» **Stored items**
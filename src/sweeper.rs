use std::time::Duration;

use tokio::sync::watch;

use crate::sessions::SessionStore;

/// Periodically delete expired sessions until shutdown is signaled.
pub async fn run(sessions: SessionStore, interval: Duration, mut shutdown: watch::Receiver<bool>) {
    tracing::debug!("Session sweeper started (every {}s)", interval.as_secs());

    loop {
        if *shutdown.borrow() {
            break;
        }

        if let Err(e) = sessions.prune_expired().await {
            tracing::error!("Session sweep failed: {e}");
        }

        tokio::select! {
            _ = tokio::time::sleep(interval) => {}
            _ = shutdown.changed() => {}
        }
    }

    tracing::debug!("Session sweeper stopped");
}
use chrono::{Duration, Utc};
use sha2::{Digest, Sha256};
use sqlx::PgPool;
use uuid::Uuid;

use crate::db;
use crate::models::Session;

/// Postgres-backed session persistence for the API layer.
///
/// Built once at startup and handed out through `AppState`. Callers hold the opaque
/// token; only its SHA-256 digest is stored.
#[derive(Debug, Clone)]
pub struct SessionStore {
    pool: PgPool,
    ttl: Duration,
}

impl SessionStore {
    pub fn new(pool: PgPool, ttl: Duration) -> Self {
        Self { pool, ttl }
    }

    pub fn ttl(&self) -> Duration {
        self.ttl
    }

    /// Start a session and return the token to hand to the client.
    pub async fn create(
        &self,
        user_id: Uuid,
        data: serde_json::Value,
    ) -> Result<(String, Session), sqlx::Error> {
        let token = generate_token();
        let session = db::sessions::create(
            &self.pool,
            user_id,
            &hash_token(&token),
            &data,
            Utc::now() + self.ttl,
        )
        .await?;
        tracing::debug!("Session {} created for user {user_id}", session.id);
        Ok((token, session))
    }

    pub async fn load(&self, token: &str) -> Result<Option<Session>, sqlx::Error> {
        db::sessions::find_active_by_hash(&self.pool, &hash_token(token)).await
    }

    /// Push expiry out by one ttl from now. `None` if the session is gone or expired.
    pub async fn refresh(&self, token: &str) -> Result<Option<Session>, sqlx::Error> {
        db::sessions::extend(&self.pool, &hash_token(token), Utc::now() + self.ttl).await
    }

    pub async fn destroy(&self, token: &str) -> Result<(), sqlx::Error> {
        db::sessions::delete_by_hash(&self.pool, &hash_token(token)).await
    }

    pub async fn destroy_all_for_user(&self, user_id: Uuid) -> Result<u64, sqlx::Error> {
        db::sessions::delete_all_for_user(&self.pool, user_id).await
    }

    pub async fn prune_expired(&self) -> Result<u64, sqlx::Error> {
        let removed = db::sessions::delete_expired(&self.pool).await?;
        if removed > 0 {
            tracing::info!("Pruned {removed} expired sessions");
        }
        Ok(removed)
    }
}

fn generate_token() -> String {
    let bytes: [u8; 32] = rand::random();
    hex::encode(bytes)
}

fn hash_token(token: &str) -> String {
    let mut hasher = Sha256::new();
    hasher.update(token.as_bytes());
    format!("{:x}", hasher.finalize())
}

#[cfg(test)]
mod tests {
    use super::*;

    #[test]
    fn tokens_are_random_hex() {
        let a = generate_token();
        let b = generate_token();
        assert_eq!(a.len(), 64);
        assert!(a.chars().all(|c| c.is_ascii_hexdigit()));
        assert_ne!(a, b);
    }

    #[test]
    fn token_hash_is_stable_and_not_the_token() {
        let token = "abc123";
        assert_eq!(hash_token(token), hash_token(token));
        assert_ne!(hash_token(token), token);
        assert_eq!(hash_token(token).len(), 64);
    }
}
use std::time::Duration;

#[derive(Debug, Clone)]
pub struct Config {
    pub database_url: String,
    pub log_level: String,
    pub max_connections: u32,
    pub session_ttl: chrono::Duration,
    pub session_sweep_interval: Duration,
}

impl Config {
    pub fn from_env() -> Result<Self, String> {
        Self::from_lookup(|key| std::env::var(key).ok())
    }

    /// Build from any key lookup; `from_env` passes the process environment.
    pub fn from_lookup(lookup: impl Fn(&str) -> Option<String>) -> Result<Self, String> {
        let env_or = |key: &str, default: &str| lookup(key).unwrap_or_else(|| default.to_string());

        let database_url = lookup("DATABASE_URL")
            .ok_or_else(|| "Missing required environment variable: DATABASE_URL".to_string())?;

        let log_level = env_or("CRMDESK_LOG_LEVEL", "info");

        let max_connections: u32 = env_or("CRMDESK_DB_MAX_CONNECTIONS", "10")
            .parse()
            .map_err(|e| format!("Invalid CRMDESK_DB_MAX_CONNECTIONS: {e}"))?;
        if max_connections == 0 {
            return Err("CRMDESK_DB_MAX_CONNECTIONS must be at least 1".to_string());
        }

        let ttl_hours: i64 = env_or("CRMDESK_SESSION_TTL_HOURS", "168")
            .parse()
            .map_err(|e| format!("Invalid CRMDESK_SESSION_TTL_HOURS: {e}"))?;
        let session_ttl = chrono::Duration::try_hours(ttl_hours)
            .filter(|ttl| *ttl > chrono::Duration::zero())
            .ok_or_else(|| format!("Invalid CRMDESK_SESSION_TTL_HOURS: {ttl_hours}"))?;

        let sweep_secs: u64 = env_or("CRMDESK_SESSION_SWEEP_SECS", "300")
            .parse()
            .map_err(|e| format!("Invalid CRMDESK_SESSION_SWEEP_SECS: {e}"))?;

        Ok(Config {
            database_url,
            log_level,
            max_connections,
            session_ttl,
            session_sweep_interval: Duration::from_secs(sweep_secs.max(1)),
        })
    }
}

» **PROBLEM**
From start to finish, retype the records above with complete accuracy.

» **RESULT BELOW**
filename src/sweeper.rs
use std::time::Duration;

use tokio::sync::watch;

use crate::sessions::SessionStore;

/// Periodically delete expired sessions until shutdown is signaled.
pub async fn run(sessions: SessionStore, interval: Duration, mut shutdown: watch::Receiver<bool>) {
    tracing::debug!("Session sweeper started (every {}s)", interval.as_secs());

    loop {
        if *shutdown.borrow() {
            break;
        }

        if let Err(e) = sessions.prune_expired().await {
            tracing::error!("Session sweep failed: {e}");
        }

        tokio::select! {
            _ = tokio::time::sleep(interval) => {}
            _ = shutdown.changed() => {}
        }
    }

    tracing::debug!("Session sweeper stopped");
}
use chrono::{Duration, Utc};
use sha2::{Digest, Sha256};
use sqlx::PgPool;
use uuid::Uuid;

use crate::db;
use crate::models::Session;

/// Postgres-backed session persistence for the API layer.
///
/// Built once at startup and handed out through `AppState`. Callers hold the opaque
/// token; only its SHA-256 digest is stored.
#[derive(Debug, Clone)]
pub struct SessionStore {
    pool: PgPool,
    ttl: Duration,
}

impl SessionStore {
    pub fn new(pool: PgPool, ttl: Duration) -> Self {
        Self { pool, ttl }
    }

    pub fn ttl(&self) -> Duration {
        self.ttl
    }

    /// Start a session and return the token to hand to the client.
    pub async fn create(
        &self,
        user_id: Uuid,
        data: serde_json::Value,
    ) -> Result<(String, Session), sqlx::Error> {
        let token = generate_token();
        let session = db::sessions::create(
            &self.pool,
            user_id,
            &hash_token(&token),
            &data,
            Utc::now() + self.ttl,
        )
        .await?;
        tracing::debug!("Session {} created for user {user_id}", session.id);
        Ok((token, session))
    }

    pub async fn load(&self, token: &str) -> Result<Option<Session>, sqlx::Error> {
        db::sessions::find_active_by_hash(&self.pool, &hash_token(token)).await
    }

    /// Push expiry out by one ttl from now. `None` if the session is gone or expired.
    pub async fn refresh(&self, token: &str) -> Result<Option<Session>, sqlx::Error> {
        db::sessions::extend(&self.pool, &hash_token(token), Utc::now() + self.ttl).await
    }

    pub async fn destroy(&self, token: &str) -> Result<(), sqlx::Error> {
        db::sessions::delete_by_hash(&self.pool, &hash_token(token)).await
    }

    pub async fn destroy_all_for_user(&self, user_id: Uuid) -> Result<u64, sqlx::Error> {
        db::sessions::delete_all_for_user(&self.pool, user_id).await
    }

    pub async fn prune_expired(&self) -> Result<u64, sqlx::Error> {
        let removed = db::sessions::delete_expired(&self.pool).await?;
        if removed > 0 {
            tracing::info!("Pruned {removed} expired sessions");
        }
        Ok(removed)
    }
}

fn generate_token() -> String {
    let bytes: [u8; 32] = rand::random();
    hex::encode(bytes)
}

fn hash_token(token: &str) -> String {
    let mut hasher = Sha256::new();
    hasher.update(token.as_bytes());
    format!("{:x}", hasher.finalize())
}

#[cfg(test)]
mod tests {
    use super::*;

    #[test]
    fn tokens_are_random_hex() {
        let a = generate_token();
        let b = generate_token();
        assert_eq!(a.len(), 64);
        assert!(a.chars().all(|c| c.is_ascii_hexdigit()));
        assert_ne!(a, b);
    }

    #[test]
    fn token_hash_is_stable_and_not_the_token() {
        let token = "abc123";
        assert_eq!(hash_token(token), hash_token(token));
        assert_ne!(hash_token(token), token);
        assert_eq!(hash_token(token).len(), 64);
    }
}
use std::time::Duration;

#[derive(Debug, Clone)]
pub struct Config {
    pub database_url: String,
    pub log_level: String,
    pub max_connections: u32,
    pub session_ttl: chrono::Duration,
    pub session_sweep_interval: Duration,
}

impl Config {
    pub fn from_env() -> Result<Self, String> {
        Self::from_lookup(|key| std::env::var(key).ok())
    }

    /// Build from any key lookup; `from_env` passes the process environment.
    pub fn from_lookup(lookup: impl Fn(&str) -> Option<String>) -> Result<Self, String> {
        let env_or = |key: &str, default: &str| lookup(key).unwrap_or_else(|| default.to_string());

        let database_url = lookup("DATABASE_URL")
            .ok_or_else(|| "Missing required environment variable: DATABASE_URL".to_string())?;

        let log_level = env_or("CRMDESK_LOG_LEVEL", "info");

        let max_connections: u32 = env_or("CRMDESK_DB_MAX_CONNECTIONS", "10")
            .parse()
            .map_err(|e| format!("Invalid CRMDESK_DB_MAX_CONNECTIONS: {e}"))?;
        if max_connections == 0 {
            return Err("CRMDESK_DB_MAX_CONNECTIONS must be at least 1".to_string());
        }

        let ttl_hours: i64 = env_or("CRMDESK_SESSION_TTL_HOURS", "168")
            .parse()
            .map_err(|e| format!("Invalid CRMDESK_SESSION_TTL_HOURS: {e}"))?;
        let session_ttl = chrono::Duration::try_hours(ttl_hours)
            .filter(|ttl| *ttl > chrono::Duration::zero())
            .ok_or_else(|| format!("Invalid CRMDESK_SESSION_TTL_HOURS: {ttl_hours}"))?;

        let sweep_secs: u64 = env_or("CRMDESK_SESSION_SWEEP_SECS", "300")
            .parse()
            .map_err(|e| format!("Invalid CRMDESK_SESSION_SWEEP_SECS: {e}"))?;

        Ok(Config {
            database_url,
            log_level,
            max_connections,
            session_ttl,
            session_sweep_interval: Duration::from_secs(sweep_secs.max(1)),
        })
    }
}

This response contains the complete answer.